Anatomy of Hard Disks (Hard Drives) - What they are and how they work?

harddiskA hard disk is part of a unit, often called a "disk drive," "hard drive," or "hard disk drive," that stores and provides relatively quick access to large amounts of data on an electromagnetically charged surface or set of surfaces. Today's computers typically come with a hard disk that contains several billion bytes (gigabytes) of storage.

A hard disk is really a set of stacked "disks," each of which, like phonograph records, has data recorded electromagnetically in concentric circles or "tracks" on the disk. A "head" (something like a phonograph arm but in a relatively fixed position) records (writes) or reads the information on the tracks. Two heads, one on each side of a disk, read or write the data as the disk spins. Each read or write operation requires that data be located, which is an operation called a "seek." (Data already in a disk cache, however, will be located more quickly.)

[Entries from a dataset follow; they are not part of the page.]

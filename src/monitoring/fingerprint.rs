//! Response fingerprints used for drift detection.
//!
//! A fingerprint hashes the *shape* of a response rather than its bytes:
//! the status class, the media type, and either the structural skeleton of a
//! JSON body or a coarse size bucket for anything else. Values that change on
//! every request (timestamps, counters, ids) therefore do not move it.

use serde_json::Value;
use sha2::{Digest, Sha256};

const MAX_JSON_DEPTH: usize = 8;

/// What the probe saw of a response, borrowed from the probe executor.
#[derive(Debug, Clone, Copy)]
pub struct ResponseShape<'a> {
    pub status: u16,
    pub content_type: Option<&'a str>,
    pub content_length: Option<u64>,
    pub body_prefix: &'a [u8],
    /// `true` when `body_prefix` holds the entire body.
    pub body_complete: bool,
}

pub fn fingerprint(shape: &ResponseShape<'_>) -> String {
    let mut hasher = Sha256::new();
    hasher.update(status_class(shape.status).as_bytes());
    hasher.update(b"|");
    if let Some(media_type) = shape.content_type.map(normalize_media_type) {
        hasher.update(media_type.as_bytes());
    }
    hasher.update(b"|");

    match json_skeleton(shape) {
        Some(skeleton) => {
            hasher.update(b"json:");
            hasher.update(skeleton.as_bytes());
        }
        None => {
            let length = shape
                .content_length
                .unwrap_or(shape.body_prefix.len() as u64);
            hasher.update(b"len:");
            hasher.update(length_bucket(length).to_string().as_bytes());
        }
    }
    hex::encode(hasher.finalize())
}

fn status_class(status: u16) -> String {
    format!("{}xx", status / 100)
}

/// `application/json; charset=utf-8` -> `application/json`
fn normalize_media_type(content_type: &str) -> String {
    content_type
        .split(';')
        .next()
        .unwrap_or_default()
        .trim()
        .to_ascii_lowercase()
}

/// Power-of-two size bucket; 0 for an empty body.
fn length_bucket(length: u64) -> u32 {
    u64::BITS - length.leading_zeros()
}

fn json_skeleton(shape: &ResponseShape<'_>) -> Option<String> {
    if !shape.body_complete || shape.body_prefix.is_empty() {
        return None;
    }
    let value: Value = serde_json::from_slice(shape.body_prefix).ok()?;
    let mut out = String::new();
    write_skeleton(&value, 0, &mut out);
    Some(out)
}

fn write_skeleton(value: &Value, depth: usize, out: &mut String) {
    if depth >= MAX_JSON_DEPTH {
        out.push('*');
        return;
    }
    match value {
        Value::Null => out.push_str("null"),
        Value::Bool(_) => out.push_str("bool"),
        Value::Number(_) => out.push_str("number"),
        Value::String(_) => out.push_str("string"),
        Value::Array(items) => {
            out.push('[');
            // Arrays are assumed homogeneous; the first element stands for all.
            if let Some(first) = items.first() {
                write_skeleton(first, depth + 1, out);
            }
            out.push(']');
        }
        Value::Object(map) => {
            let mut keys: Vec<&String> = map.keys().collect();
            keys.sort();
            out.push('{');
            for key in keys {
                out.push_str(key);
                out.push(':');
                write_skeleton(&map[key.as_str()], depth + 1, out);
                out.push(',');
            }
            out.push('}');
        }
    }
}

#[cfg(test)]
mod tests {
    use super::*;

    fn json(status: u16, body: &str) -> String {
        fingerprint(&ResponseShape {
            status,
            content_type: Some("application/json; charset=utf-8"),
            content_length: Some(body.len() as u64),
            body_prefix: body.as_bytes(),
            body_complete: true,
        })
    }

    #[test]
    fn json_values_do_not_affect_fingerprint() {
        let a = json(200, r#"{"status":"ok","uptime":12,"checkedAt":"2024-01-01T00:00:00Z"}"#);
        let b = json(200, r#"{"checkedAt":"2025-06-30T12:34:56Z","uptime":98765,"status":"fine"}"#);
        assert_eq!(a, b);
    }

    #[test]
    fn json_shape_change_moves_fingerprint() {
        let before = json(200, r#"{"status":"ok","version":"1"}"#);
        let after = json(200, r#"{"status":"ok","version":{"major":2}}"#);
        assert_ne!(before, after);
    }

    #[test]
    fn added_field_moves_fingerprint() {
        let before = json(200, r#"{"items":[{"id":1}]}"#);
        let after = json(200, r#"{"items":[{"id":1,"name":"x"}]}"#);
        assert_ne!(before, after);
    }

    #[test]
    fn status_class_is_part_of_fingerprint() {
        assert_eq!(json(200, "{}"), json(204, "{}"));
        assert_ne!(json(200, "{}"), json(500, "{}"));
    }

    #[test]
    fn non_json_bodies_fall_back_to_size_bucket() {
        let shape = |body: &'static [u8]| ResponseShape {
            status: 200,
            content_type: Some("text/plain"),
            content_length: None,
            body_prefix: body,
            body_complete: true,
        };
        assert_eq!(fingerprint(&shape(b"OK 1234")), fingerprint(&shape(b"OK 9876")));
        assert_ne!(
            fingerprint(&shape(b"OK")),
            fingerprint(&shape(b"service under maintenance until further notice"))
        );
    }

    #[test]
    fn truncated_json_is_treated_as_opaque() {
        let body = br#"{"a":1,"b":"#;
        let shape = ResponseShape {
            status: 200,
            content_type: Some("application/json"),
            content_length: Some(10_000),
            body_prefix: body,
            body_complete: false,
        };
        assert_eq!(fingerprint(&shape).len(), 64);
    }

    #[test]
    fn length_buckets() {
        assert_eq!(length_bucket(0), 0);
        assert_eq!(length_bucket(1), 1);
        assert_eq!(length_bucket(1000), length_bucket(1023));
        assert_ne!(length_bucket(1023), length_bucket(1024));
    }
}
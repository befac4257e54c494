use chrono::{DateTime, Utc};
use serde::{Deserialize, Serialize};

use super::alert_models::AlertResponse;
use crate::db::entities::{health_check, tracked_api};
use crate::db::enums::ApiStatus;
use crate::monitoring::CheckOutcome;

// Every field is optional so that missing values surface as validation
// errors rather than JSON rejections.
#[derive(Deserialize, Debug, Clone, Default)]
#[serde(rename_all = "camelCase")]
pub struct CreateTrackedApiRequest {
    #[serde(alias = "apiName")]
    pub name: Option<String>,
    pub base_url: Option<String>,
    pub health_check_url: Option<String>,
    pub documentation_url: Option<String>,
    pub http_method: Option<String>,
    pub expected_status: Option<i32>,
    pub check_interval: Option<i32>,
    pub is_active: Option<bool>,
}

// Partial update: absent fields keep their current value. An empty URL
// string clears an optional URL.
#[derive(Deserialize, Debug, Clone, Default)]
#[serde(rename_all = "camelCase")]
pub struct UpdateTrackedApiRequest {
    #[serde(alias = "apiName")]
    pub name: Option<String>,
    pub base_url: Option<String>,
    pub health_check_url: Option<String>,
    pub documentation_url: Option<String>,
    pub http_method: Option<String>,
    pub expected_status: Option<i32>,
    pub check_interval: Option<i32>,
    pub is_active: Option<bool>,
}

#[derive(Serialize, Debug, Clone)]
#[serde(rename_all = "camelCase")]
pub struct TrackedApiResponse {
    pub id: i32,
    pub name: String,
    pub base_url: String,
    pub health_check_url: String,
    #[serde(skip_serializing_if = "Option::is_none")]
    pub documentation_url: Option<String>,
    pub http_method: String,
    pub expected_status: i32,
    pub check_interval: i32,
    pub current_status: ApiStatus,
    pub last_checked: Option<DateTime<Utc>>,
    pub next_check_at: Option<DateTime<Utc>>,
    pub consecutive_failures: i32,
    pub is_active: bool,
    pub created_at: DateTime<Utc>,
    pub updated_at: DateTime<Utc>,
}

impl From<tracked_api::Model> for TrackedApiResponse {
    fn from(api: tracked_api::Model) -> Self {
        Self {
            health_check_url: api.effective_health_check_url().to_string(),
            id: api.id,
            name: api.name,
            base_url: api.base_url,
            documentation_url: api.documentation_url,
            http_method: api.http_method,
            expected_status: api.expected_status,
            check_interval: api.check_interval_seconds,
            current_status: api.current_status,
            last_checked: api.last_checked,
            next_check_at: api.next_check_at,
            consecutive_failures: api.consecutive_failures,
            is_active: api.is_active,
            created_at: api.created_at,
            updated_at: api.updated_at,
        }
    }
}

#[derive(Serialize, Debug, Clone)]
#[serde(rename_all = "camelCase")]
pub struct HealthCheckResponse {
    pub id: i64,
    pub checked_at: DateTime<Utc>,
    pub http_status: Option<i32>,
    pub response_time_ms: i32,
    pub is_up: bool,
    #[serde(skip_serializing_if = "Option::is_none")]
    pub error_kind: Option<String>,
    #[serde(skip_serializing_if = "Option::is_none")]
    pub error_message: Option<String>,
    #[serde(skip_serializing_if = "Option::is_none")]
    pub fingerprint: Option<String>,
}

impl From<health_check::Model> for HealthCheckResponse {
    fn from(check: health_check::Model) -> Self {
        Self {
            id: check.id,
            checked_at: check.checked_at,
            http_status: check.http_status,
            response_time_ms: check.response_time_ms,
            is_up: check.is_up,
            error_kind: check.error_kind,
            error_message: check.error_message,
            fingerprint: check.fingerprint,
        }
    }
}

#[derive(Serialize, Debug, Clone)]
#[serde(rename_all = "camelCase")]
pub struct CheckNowResponse {
    pub api_id: i32,
    pub current_status: ApiStatus,
    pub consecutive_failures: u32,
    pub check: Option<HealthCheckResponse>,
    pub opened_alerts: Vec<AlertResponse>,
    pub updated_alerts: Vec<AlertResponse>,
    pub resolved_alerts: Vec<AlertResponse>,
}

impl From<CheckOutcome> for CheckNowResponse {
    fn from(outcome: CheckOutcome) -> Self {
        Self {
            api_id: outcome.api_id,
            current_status: outcome.classification.status,
            consecutive_failures: outcome.classification.consecutive_failures,
            check: outcome.record.map(HealthCheckResponse::from),
            opened_alerts: outcome
                .opened_alerts
                .into_iter()
                .map(|a| AlertResponse::new(a, None))
                .collect(),
            updated_alerts: outcome
                .updated_alerts
                .into_iter()
                .map(|a| AlertResponse::new(a, None))
                .collect(),
            resolved_alerts: outcome
                .resolved_alerts
                .into_iter()
                .map(|a| AlertResponse::new(a, None))
                .collect(),
        }
    }
}
//! The health-monitoring engine: probing, classification, alerting and the
//! scheduler that drives them.

pub mod alert_engine;
pub mod classifier;
pub mod fingerprint;
pub mod probe;
pub mod scheduler;
pub mod service;
pub mod window;

pub use classifier::{Classification, ClassifierPolicy};
pub use probe::{HttpProber, ProbeConfig, ProbeErrorKind, ProbeResult, Prober};
pub use scheduler::{CheckOutcome, CheckResult, Scheduler, SchedulerConfig, SchedulerError};
pub use service::{ConfigError, MonitorError, MonitorService};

A hard disk/drive unit comes with a set rotation speed varying from 4500 to 7200 rpm. Disk access time is measured in milliseconds. Although the physical location can be identified with cylinder, track, and sector locations, these are actually mapped to a logical block address (LBA) that works with the larger address range on today's hard disks.

Physical Geometry

harddiskgeo
The physical geometry of a hard disk is the actual physical number of heads, cylinders and sectors used by the disk. On older disks this is the only type of geometry that is ever used--the physical geometry and the geometry used by the PC are one and the same. The original setup parameters in the system BIOS are designed to support the geometries of these older drives. Classically, there are three figures that describe the geometry of a drive: the number of cylinders on the drive ("C"), the number of heads on the drive ("H") and the number of sectors per track ("S"). Together they comprise the "CHS" method of addressing the hard disk. This method of description is described in more detail in this description of CHS mode addressing.

At the time the PC BIOS interfaces to the hard disk were designed, hard disks were simple. They had only a few hundred cylinders, a few heads and all had the same number of sectors in each track. Today's drives do not have simple geometries; they use zoned bit recording and therefore do not have the same number of sectors for each track, and they use defect mapping to remove bad sectors from use. As a result, their geometry can no longer be described using simple "CHS" terms. These drives must be accessed using logical geometry figures, with the physical geometry hidden behind routines inside the drive controller. For a comparison of physical and logical geometry, see this page on logical geometry.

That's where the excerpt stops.